All that is wanted is a word-for-word copy of the data from its first line to the line containing "impl Default for NativeConfig", both included.

Collected data entries:
****************************************
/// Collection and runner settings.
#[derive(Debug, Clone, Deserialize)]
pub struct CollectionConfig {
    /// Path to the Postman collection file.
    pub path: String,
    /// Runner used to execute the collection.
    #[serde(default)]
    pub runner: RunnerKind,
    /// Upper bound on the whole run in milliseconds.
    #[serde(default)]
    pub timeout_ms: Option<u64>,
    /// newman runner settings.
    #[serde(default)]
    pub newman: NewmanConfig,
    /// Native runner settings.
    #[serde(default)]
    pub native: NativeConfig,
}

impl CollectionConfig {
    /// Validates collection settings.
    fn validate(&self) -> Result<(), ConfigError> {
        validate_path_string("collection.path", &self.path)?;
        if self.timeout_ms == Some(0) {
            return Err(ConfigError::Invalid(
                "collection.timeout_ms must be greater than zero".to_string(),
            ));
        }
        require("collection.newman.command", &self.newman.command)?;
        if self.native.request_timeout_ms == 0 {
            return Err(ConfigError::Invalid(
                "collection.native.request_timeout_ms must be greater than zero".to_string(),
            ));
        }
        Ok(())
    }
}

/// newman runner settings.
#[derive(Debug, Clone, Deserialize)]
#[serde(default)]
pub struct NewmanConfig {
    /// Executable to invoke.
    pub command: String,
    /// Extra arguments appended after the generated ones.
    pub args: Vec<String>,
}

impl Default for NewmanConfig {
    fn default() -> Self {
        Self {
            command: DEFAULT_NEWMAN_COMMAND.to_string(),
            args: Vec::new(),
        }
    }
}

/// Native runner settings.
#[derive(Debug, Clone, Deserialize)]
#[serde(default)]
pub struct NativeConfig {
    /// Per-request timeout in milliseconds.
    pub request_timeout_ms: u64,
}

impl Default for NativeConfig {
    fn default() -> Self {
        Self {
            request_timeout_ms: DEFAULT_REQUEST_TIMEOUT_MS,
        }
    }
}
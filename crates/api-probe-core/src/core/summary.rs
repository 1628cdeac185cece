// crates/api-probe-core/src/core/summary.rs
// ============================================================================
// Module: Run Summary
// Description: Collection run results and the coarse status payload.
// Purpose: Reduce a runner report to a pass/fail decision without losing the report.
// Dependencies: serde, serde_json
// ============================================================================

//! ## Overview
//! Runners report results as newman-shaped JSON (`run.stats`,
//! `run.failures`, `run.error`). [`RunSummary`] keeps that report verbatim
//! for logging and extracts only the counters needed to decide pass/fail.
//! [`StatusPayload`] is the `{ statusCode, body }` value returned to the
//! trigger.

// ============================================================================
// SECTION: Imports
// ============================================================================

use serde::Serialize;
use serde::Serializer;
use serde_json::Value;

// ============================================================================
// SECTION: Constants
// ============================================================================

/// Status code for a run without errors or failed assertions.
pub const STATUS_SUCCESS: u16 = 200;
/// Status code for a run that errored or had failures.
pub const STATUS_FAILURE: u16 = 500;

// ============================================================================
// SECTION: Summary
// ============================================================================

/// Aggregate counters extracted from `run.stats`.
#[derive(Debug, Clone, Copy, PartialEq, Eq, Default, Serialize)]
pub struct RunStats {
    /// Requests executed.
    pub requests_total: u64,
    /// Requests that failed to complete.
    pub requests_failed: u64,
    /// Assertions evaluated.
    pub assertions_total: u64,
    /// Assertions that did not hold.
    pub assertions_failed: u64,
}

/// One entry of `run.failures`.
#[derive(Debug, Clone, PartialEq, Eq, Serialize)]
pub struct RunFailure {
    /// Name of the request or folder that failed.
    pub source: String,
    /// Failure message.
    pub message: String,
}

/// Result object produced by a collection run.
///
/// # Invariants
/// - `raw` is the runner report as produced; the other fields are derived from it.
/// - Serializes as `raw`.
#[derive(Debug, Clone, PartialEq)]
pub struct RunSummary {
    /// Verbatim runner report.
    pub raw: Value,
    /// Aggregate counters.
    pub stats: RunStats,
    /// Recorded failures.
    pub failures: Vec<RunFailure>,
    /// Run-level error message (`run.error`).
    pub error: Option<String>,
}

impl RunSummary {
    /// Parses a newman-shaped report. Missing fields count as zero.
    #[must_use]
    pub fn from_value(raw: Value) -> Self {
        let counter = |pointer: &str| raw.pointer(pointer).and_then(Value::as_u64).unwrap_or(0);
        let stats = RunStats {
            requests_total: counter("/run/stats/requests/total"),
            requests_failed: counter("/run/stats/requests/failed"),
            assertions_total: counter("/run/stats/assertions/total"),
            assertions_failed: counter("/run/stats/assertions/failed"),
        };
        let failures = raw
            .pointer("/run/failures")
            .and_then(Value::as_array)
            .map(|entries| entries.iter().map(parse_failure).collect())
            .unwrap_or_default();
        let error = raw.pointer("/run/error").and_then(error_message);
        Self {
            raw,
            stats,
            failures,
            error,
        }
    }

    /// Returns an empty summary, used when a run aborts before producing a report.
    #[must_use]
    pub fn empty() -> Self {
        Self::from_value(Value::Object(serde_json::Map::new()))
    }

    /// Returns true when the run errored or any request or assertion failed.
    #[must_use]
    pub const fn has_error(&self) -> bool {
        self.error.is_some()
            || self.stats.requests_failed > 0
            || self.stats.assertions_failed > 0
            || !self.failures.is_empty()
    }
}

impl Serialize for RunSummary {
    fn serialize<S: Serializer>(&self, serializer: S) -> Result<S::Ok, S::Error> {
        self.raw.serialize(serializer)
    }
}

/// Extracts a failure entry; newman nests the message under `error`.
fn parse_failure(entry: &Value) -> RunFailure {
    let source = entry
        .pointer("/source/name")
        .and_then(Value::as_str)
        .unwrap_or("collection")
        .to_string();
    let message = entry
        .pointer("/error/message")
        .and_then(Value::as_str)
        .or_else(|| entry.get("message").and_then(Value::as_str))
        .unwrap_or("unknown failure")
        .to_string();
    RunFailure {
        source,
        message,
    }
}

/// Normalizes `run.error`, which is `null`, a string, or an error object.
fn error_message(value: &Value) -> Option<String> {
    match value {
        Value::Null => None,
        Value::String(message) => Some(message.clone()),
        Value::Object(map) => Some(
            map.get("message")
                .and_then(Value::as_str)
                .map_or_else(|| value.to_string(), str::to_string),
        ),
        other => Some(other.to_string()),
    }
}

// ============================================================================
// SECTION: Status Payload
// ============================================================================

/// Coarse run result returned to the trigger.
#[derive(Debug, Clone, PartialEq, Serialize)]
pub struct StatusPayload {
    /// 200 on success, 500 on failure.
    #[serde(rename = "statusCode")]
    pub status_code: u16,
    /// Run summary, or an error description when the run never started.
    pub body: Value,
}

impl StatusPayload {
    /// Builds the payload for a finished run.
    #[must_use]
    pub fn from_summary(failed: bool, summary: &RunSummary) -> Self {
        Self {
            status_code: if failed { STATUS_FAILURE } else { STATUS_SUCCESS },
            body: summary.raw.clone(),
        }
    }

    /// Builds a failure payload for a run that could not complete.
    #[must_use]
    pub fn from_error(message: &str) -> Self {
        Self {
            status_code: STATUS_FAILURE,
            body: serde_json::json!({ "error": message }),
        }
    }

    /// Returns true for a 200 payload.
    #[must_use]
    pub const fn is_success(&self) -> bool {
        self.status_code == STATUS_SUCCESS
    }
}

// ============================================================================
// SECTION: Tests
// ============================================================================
****************************************
RESULT FOR THIS EXERCISE:
/// Collection and runner settings.
#[derive(Debug, Clone, Deserialize)]
pub struct CollectionConfig {
    /// Path to the Postman collection file.
    pub path: String,
    /// Runner used to execute the collection.
    #[serde(default)]
    pub runner: RunnerKind,
    /// Upper bound on the whole run in milliseconds.
    #[serde(default)]
    pub timeout_ms: Option<u64>,
    /// newman runner settings.
    #[serde(default)]
    pub newman: NewmanConfig,
    /// Native runner settings.
    #[serde(default)]
    pub native: NativeConfig,
}

impl CollectionConfig {
    /// Validates collection settings.
    fn validate(&self) -> Result<(), ConfigError> {
        validate_path_string("collection.path", &self.path)?;
        if self.timeout_ms == Some(0) {
            return Err(ConfigError::Invalid(
                "collection.timeout_ms must be greater than zero".to_string(),
            ));
        }
        require("collection.newman.command", &self.newman.command)?;
        if self.native.request_timeout_ms == 0 {
            return Err(ConfigError::Invalid(
                "collection.native.request_timeout_ms must be greater than zero".to_string(),
            ));
        }
        Ok(())
    }
}

/// newman runner settings.
#[derive(Debug, Clone, Deserialize)]
#[serde(default)]
pub struct NewmanConfig {
    /// Executable to invoke.
    pub command: String,
    /// Extra arguments appended after the generated ones.
    pub args: Vec<String>,
}

impl Default for NewmanConfig {
    fn default() -> Self {
        Self {
            command: DEFAULT_NEWMAN_COMMAND.to_string(),
            args: Vec::new(),
        }
    }
}

/// Native runner settings.
#[derive(Debug, Clone, Deserialize)]
#[serde(default)]
pub struct NativeConfig {
    /// Per-request timeout in milliseconds.
    pub request_timeout_ms: u64,
}

impl Default for NativeConfig {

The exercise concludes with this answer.